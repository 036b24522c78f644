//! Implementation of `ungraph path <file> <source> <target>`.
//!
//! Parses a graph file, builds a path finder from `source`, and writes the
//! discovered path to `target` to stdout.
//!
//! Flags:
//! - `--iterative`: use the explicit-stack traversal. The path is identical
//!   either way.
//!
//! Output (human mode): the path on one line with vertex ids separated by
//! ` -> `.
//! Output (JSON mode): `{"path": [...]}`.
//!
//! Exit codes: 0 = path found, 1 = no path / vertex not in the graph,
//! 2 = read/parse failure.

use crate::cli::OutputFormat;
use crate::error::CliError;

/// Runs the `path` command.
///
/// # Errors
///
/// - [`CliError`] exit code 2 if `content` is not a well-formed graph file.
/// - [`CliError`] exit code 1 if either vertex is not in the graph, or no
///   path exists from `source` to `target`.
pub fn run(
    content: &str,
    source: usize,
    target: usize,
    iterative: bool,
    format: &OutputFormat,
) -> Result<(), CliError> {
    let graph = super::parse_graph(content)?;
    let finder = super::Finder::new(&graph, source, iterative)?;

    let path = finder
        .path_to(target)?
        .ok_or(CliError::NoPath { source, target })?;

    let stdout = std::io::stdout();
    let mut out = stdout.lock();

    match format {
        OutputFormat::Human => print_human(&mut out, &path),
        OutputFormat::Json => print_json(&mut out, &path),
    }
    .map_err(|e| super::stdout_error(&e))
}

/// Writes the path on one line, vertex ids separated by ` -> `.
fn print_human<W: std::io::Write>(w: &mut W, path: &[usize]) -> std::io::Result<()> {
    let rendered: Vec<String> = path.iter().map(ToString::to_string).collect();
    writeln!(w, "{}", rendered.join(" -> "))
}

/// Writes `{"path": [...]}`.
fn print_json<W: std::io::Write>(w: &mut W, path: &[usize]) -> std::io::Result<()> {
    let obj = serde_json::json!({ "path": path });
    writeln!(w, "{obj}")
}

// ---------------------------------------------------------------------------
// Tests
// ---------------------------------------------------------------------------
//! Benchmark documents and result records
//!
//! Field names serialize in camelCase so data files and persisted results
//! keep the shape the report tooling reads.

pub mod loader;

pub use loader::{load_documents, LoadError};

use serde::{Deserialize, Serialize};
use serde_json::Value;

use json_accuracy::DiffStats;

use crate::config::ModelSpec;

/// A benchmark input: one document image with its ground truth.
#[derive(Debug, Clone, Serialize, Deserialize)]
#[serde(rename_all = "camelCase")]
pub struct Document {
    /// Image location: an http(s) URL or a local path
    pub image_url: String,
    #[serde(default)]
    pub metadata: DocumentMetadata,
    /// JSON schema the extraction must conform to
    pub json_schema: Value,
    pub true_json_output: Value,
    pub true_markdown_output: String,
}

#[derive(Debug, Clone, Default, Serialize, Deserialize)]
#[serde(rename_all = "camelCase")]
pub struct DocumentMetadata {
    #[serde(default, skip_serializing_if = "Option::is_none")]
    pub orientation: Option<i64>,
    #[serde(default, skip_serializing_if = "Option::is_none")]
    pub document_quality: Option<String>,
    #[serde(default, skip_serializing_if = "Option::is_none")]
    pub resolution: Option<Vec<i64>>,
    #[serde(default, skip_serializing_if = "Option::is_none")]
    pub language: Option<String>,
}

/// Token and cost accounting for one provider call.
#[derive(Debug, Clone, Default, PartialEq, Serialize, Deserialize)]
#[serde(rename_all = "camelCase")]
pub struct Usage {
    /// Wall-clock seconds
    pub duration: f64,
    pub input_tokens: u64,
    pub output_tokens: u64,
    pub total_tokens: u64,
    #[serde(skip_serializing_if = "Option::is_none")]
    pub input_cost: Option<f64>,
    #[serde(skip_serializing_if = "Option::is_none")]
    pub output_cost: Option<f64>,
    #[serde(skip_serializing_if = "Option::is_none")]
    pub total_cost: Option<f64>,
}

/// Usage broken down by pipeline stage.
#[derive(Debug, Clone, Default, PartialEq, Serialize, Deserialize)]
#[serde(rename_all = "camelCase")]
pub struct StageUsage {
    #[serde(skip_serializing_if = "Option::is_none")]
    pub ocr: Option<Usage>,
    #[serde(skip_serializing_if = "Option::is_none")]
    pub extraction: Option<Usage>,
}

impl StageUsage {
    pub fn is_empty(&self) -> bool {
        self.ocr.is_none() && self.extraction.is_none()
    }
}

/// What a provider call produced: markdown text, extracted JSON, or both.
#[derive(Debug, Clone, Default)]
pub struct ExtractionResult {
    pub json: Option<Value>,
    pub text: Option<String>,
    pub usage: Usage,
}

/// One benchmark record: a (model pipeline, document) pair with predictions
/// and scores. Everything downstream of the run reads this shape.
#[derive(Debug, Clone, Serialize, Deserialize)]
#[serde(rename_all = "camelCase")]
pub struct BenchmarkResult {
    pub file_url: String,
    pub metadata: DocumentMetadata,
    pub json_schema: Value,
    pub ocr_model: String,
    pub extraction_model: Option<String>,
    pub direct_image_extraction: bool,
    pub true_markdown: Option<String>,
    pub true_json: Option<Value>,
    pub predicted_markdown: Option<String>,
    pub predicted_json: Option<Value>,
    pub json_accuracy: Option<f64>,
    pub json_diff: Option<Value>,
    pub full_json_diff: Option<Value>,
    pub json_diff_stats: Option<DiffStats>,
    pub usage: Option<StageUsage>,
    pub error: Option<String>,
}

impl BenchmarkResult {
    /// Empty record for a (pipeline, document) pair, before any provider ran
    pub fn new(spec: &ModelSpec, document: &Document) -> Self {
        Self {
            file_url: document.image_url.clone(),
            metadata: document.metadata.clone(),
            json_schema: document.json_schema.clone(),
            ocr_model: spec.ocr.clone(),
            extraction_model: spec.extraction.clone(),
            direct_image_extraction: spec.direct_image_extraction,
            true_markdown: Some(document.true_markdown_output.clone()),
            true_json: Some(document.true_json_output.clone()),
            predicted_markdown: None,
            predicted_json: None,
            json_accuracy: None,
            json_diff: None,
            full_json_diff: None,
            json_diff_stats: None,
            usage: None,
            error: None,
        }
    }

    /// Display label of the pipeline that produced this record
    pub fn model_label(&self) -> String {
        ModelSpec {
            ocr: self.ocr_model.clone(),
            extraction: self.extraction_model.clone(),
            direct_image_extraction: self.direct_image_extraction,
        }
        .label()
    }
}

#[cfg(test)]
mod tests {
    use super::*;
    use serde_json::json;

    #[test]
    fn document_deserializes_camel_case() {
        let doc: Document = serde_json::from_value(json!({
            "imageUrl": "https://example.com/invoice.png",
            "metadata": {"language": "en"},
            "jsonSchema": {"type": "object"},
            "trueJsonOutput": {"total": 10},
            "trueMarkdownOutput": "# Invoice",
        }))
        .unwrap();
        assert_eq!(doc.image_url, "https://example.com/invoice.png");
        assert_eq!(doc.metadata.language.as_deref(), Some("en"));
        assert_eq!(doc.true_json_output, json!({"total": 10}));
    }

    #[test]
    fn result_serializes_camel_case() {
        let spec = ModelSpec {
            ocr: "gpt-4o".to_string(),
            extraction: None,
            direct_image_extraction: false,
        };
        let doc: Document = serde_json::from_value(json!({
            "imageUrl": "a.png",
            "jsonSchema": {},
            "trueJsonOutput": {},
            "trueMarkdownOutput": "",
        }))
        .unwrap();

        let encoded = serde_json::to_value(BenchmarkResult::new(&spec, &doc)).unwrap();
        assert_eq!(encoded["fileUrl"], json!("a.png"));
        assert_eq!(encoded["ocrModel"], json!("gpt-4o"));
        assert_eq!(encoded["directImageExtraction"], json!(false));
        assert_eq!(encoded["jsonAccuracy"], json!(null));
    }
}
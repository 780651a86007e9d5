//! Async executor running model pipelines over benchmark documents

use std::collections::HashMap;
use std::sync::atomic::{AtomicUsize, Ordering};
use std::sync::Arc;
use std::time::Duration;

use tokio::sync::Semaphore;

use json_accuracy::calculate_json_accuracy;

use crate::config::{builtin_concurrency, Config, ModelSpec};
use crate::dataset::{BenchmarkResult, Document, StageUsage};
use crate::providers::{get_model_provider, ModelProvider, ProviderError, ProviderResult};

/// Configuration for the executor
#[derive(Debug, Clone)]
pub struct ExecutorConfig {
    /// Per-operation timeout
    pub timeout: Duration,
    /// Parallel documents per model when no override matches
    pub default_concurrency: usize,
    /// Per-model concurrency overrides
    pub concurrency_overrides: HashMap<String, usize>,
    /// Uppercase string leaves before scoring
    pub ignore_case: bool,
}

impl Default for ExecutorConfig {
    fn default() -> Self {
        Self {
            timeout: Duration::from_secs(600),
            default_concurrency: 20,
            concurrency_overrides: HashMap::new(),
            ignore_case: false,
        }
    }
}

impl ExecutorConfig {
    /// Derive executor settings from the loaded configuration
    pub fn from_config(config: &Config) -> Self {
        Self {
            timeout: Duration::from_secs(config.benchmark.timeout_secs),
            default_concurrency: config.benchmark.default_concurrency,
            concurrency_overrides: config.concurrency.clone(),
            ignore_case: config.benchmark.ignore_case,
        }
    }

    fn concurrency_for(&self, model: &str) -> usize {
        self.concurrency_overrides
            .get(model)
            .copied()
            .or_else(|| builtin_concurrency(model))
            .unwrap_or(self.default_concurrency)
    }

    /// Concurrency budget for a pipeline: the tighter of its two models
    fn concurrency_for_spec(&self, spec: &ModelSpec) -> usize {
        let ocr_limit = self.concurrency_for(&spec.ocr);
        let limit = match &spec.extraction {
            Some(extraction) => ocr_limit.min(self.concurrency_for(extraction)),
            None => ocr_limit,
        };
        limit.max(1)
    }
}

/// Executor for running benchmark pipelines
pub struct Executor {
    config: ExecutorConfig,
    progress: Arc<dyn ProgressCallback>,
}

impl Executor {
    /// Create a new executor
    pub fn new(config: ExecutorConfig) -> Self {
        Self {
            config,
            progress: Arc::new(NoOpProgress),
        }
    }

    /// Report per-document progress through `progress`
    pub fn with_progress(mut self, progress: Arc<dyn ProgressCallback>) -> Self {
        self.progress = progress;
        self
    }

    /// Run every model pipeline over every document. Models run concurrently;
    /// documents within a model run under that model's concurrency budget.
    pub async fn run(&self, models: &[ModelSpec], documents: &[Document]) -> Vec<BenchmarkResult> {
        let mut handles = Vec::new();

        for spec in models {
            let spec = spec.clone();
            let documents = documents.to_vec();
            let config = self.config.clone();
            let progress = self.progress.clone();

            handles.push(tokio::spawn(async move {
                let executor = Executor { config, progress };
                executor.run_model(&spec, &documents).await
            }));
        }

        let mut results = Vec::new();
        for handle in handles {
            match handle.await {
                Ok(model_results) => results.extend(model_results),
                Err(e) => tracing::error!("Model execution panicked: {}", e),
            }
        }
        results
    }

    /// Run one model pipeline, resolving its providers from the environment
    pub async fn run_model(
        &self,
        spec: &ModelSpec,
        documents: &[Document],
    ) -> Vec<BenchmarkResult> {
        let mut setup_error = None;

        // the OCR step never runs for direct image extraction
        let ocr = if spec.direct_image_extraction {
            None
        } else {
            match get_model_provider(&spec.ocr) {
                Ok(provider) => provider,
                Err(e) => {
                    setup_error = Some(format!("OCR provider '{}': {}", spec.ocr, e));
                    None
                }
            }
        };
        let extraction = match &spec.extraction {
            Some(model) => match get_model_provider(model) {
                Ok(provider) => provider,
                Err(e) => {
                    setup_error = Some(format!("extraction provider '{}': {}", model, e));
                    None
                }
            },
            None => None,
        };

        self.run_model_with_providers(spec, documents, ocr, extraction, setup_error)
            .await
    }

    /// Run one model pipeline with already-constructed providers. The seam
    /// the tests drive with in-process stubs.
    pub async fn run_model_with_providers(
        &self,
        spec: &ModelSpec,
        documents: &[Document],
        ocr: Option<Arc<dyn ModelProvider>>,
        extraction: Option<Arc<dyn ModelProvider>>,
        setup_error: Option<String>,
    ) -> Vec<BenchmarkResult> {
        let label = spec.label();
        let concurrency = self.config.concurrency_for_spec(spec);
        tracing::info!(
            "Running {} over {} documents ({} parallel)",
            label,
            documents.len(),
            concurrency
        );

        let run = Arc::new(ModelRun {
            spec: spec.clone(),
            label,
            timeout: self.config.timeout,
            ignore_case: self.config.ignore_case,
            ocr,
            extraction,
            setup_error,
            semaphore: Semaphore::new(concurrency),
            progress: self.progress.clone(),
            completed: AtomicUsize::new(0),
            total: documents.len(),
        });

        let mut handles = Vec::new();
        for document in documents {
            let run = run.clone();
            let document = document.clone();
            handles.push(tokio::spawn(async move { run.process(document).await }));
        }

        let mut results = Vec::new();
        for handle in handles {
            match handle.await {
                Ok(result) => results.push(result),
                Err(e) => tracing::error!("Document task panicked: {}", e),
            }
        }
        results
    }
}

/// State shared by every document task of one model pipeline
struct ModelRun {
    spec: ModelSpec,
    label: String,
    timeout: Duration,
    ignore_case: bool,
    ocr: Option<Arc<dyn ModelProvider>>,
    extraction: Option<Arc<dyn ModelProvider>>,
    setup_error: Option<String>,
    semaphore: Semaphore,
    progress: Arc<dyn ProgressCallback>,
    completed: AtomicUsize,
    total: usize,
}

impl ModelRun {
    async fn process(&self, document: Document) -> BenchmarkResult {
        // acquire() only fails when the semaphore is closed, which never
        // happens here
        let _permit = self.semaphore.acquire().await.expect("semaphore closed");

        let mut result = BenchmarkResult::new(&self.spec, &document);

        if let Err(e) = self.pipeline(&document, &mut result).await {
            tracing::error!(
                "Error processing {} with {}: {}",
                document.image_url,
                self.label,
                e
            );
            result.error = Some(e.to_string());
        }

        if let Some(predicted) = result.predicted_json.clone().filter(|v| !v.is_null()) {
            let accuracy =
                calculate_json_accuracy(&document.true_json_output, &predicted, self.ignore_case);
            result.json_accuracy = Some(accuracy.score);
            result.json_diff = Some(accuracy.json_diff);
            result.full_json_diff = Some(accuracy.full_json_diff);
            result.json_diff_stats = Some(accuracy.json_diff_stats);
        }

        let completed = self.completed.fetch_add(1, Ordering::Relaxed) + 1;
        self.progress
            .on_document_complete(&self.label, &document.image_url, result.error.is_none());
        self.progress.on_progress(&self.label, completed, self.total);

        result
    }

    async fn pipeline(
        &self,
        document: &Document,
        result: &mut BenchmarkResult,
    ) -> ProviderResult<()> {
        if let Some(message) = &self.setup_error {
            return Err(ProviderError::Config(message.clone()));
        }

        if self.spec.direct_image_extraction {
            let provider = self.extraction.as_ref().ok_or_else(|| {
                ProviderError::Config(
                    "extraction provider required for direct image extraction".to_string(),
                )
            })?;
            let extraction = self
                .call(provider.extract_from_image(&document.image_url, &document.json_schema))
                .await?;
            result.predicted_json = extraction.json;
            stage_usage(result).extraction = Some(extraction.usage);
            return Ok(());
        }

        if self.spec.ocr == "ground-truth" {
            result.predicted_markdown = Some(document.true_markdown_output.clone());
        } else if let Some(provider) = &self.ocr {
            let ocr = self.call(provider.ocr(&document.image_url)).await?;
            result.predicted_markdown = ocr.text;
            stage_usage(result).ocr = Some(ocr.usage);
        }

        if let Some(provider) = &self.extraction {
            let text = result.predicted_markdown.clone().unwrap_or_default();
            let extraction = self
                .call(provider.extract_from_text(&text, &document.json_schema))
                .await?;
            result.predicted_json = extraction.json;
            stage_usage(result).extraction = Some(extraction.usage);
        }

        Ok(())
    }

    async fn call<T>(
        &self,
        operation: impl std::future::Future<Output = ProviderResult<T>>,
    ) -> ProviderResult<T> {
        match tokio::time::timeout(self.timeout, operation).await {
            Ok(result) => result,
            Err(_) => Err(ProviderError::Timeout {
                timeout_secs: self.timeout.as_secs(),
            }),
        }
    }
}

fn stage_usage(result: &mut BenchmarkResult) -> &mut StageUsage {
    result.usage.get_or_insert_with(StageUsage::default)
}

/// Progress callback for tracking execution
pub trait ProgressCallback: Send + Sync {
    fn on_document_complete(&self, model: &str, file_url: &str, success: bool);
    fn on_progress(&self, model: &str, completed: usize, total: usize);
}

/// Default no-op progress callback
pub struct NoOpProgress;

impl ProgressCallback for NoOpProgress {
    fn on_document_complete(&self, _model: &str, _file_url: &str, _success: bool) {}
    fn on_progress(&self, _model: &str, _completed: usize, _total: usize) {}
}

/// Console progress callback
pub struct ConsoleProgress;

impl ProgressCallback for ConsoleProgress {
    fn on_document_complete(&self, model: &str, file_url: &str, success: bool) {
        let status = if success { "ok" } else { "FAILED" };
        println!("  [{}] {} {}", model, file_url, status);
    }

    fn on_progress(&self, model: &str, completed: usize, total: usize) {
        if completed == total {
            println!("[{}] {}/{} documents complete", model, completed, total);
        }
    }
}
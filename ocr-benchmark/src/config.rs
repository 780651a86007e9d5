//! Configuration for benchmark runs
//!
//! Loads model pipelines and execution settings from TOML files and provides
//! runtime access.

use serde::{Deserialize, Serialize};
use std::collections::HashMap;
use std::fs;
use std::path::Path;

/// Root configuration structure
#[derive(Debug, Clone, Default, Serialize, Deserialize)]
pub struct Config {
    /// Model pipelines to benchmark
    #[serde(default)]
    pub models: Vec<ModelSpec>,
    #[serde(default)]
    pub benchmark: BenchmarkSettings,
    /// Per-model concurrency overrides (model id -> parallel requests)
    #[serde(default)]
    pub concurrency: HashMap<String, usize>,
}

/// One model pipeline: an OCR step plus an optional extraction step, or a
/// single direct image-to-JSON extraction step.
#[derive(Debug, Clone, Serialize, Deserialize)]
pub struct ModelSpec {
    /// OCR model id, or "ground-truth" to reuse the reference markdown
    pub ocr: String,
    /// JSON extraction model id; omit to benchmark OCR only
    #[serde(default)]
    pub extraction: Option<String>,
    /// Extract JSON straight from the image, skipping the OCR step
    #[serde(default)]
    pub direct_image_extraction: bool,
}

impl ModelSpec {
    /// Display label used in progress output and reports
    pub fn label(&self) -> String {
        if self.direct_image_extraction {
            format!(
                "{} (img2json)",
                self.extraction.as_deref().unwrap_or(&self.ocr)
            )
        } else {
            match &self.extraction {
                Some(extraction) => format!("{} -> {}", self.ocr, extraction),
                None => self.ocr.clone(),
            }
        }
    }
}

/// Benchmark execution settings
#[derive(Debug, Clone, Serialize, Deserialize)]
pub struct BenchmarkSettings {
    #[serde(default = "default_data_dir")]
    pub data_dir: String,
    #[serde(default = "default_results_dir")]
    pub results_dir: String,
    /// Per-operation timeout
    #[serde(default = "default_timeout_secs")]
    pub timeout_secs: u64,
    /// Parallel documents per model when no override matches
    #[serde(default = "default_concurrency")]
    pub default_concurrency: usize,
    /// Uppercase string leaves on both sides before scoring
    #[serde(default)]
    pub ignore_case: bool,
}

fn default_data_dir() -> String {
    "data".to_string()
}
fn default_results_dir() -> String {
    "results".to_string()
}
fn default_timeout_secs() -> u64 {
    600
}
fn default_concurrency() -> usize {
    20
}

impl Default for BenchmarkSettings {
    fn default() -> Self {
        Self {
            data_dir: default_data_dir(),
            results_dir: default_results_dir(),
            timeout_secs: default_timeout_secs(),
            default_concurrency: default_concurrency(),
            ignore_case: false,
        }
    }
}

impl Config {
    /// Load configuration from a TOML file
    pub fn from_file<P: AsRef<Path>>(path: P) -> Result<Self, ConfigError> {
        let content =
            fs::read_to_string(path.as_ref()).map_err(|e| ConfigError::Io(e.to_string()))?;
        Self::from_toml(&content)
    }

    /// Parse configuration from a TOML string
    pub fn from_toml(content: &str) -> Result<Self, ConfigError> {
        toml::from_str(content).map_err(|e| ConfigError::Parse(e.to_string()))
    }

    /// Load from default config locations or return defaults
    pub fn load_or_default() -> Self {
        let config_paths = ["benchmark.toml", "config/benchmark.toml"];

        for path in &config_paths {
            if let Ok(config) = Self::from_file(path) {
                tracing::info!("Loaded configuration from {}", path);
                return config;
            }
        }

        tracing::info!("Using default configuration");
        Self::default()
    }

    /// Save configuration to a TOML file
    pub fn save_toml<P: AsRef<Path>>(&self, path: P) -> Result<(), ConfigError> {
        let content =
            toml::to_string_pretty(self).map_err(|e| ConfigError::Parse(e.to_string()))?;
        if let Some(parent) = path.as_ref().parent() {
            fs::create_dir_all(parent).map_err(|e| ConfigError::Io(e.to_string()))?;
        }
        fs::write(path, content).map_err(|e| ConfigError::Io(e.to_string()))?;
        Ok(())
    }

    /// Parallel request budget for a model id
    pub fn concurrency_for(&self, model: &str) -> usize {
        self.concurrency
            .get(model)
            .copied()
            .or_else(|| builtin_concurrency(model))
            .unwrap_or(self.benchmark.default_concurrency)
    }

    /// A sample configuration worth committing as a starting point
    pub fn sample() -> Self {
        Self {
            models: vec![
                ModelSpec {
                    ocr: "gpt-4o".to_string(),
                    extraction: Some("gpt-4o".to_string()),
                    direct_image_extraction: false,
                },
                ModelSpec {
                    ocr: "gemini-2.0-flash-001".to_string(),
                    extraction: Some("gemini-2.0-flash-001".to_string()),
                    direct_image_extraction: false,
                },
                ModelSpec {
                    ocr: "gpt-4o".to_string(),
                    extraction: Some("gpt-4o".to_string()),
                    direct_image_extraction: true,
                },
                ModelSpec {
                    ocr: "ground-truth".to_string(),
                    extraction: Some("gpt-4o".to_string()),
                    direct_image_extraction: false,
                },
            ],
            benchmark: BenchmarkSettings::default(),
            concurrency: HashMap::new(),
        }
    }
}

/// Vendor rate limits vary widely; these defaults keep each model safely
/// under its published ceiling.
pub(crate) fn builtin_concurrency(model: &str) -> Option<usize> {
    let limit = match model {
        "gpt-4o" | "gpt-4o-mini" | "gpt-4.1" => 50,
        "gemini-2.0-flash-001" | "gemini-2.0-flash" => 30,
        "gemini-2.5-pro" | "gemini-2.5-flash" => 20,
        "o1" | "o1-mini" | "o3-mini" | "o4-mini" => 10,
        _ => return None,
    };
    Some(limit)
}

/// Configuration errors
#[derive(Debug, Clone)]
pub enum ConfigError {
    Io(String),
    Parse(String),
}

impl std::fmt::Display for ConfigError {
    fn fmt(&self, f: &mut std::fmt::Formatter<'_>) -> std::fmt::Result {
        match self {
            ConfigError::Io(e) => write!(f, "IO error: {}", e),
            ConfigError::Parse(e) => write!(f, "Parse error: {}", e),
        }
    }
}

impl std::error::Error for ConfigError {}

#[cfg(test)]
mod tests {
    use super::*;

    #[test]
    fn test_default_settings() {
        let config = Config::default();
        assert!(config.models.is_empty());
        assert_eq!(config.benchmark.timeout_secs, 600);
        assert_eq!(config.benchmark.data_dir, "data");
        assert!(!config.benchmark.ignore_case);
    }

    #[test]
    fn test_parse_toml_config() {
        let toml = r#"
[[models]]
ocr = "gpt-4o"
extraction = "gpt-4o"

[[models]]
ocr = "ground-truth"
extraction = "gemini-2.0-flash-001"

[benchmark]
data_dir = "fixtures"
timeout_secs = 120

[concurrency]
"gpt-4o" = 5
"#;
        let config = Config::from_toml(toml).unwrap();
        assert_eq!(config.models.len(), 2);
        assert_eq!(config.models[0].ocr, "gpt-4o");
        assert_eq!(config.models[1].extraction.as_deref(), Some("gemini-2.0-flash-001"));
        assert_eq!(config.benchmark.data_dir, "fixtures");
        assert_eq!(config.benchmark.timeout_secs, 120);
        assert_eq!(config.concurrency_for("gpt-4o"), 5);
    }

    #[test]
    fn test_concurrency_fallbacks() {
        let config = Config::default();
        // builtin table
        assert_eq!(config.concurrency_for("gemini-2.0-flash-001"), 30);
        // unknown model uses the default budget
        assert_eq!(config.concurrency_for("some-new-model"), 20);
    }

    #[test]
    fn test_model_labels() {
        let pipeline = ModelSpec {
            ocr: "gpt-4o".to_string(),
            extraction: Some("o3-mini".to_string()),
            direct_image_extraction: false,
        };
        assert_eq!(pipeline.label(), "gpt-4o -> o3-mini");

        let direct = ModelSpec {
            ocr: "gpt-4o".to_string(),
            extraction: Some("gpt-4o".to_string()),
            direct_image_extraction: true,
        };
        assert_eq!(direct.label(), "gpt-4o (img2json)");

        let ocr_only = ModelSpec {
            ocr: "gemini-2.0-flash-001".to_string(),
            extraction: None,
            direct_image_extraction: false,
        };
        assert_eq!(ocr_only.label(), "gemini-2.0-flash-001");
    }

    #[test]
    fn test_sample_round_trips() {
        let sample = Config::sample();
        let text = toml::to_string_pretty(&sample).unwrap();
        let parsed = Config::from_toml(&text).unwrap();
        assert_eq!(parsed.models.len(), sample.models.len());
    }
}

=-=-=

▶ [Instructions for the task]
I would like you to report every line in the listing above that contains "iterative".

▶ [Completed task]
//! - `--iterative`: use the explicit-stack traversal. The path is identical
    iterative: bool,
    let finder = super::Finder::new(&graph, source, iterative)?;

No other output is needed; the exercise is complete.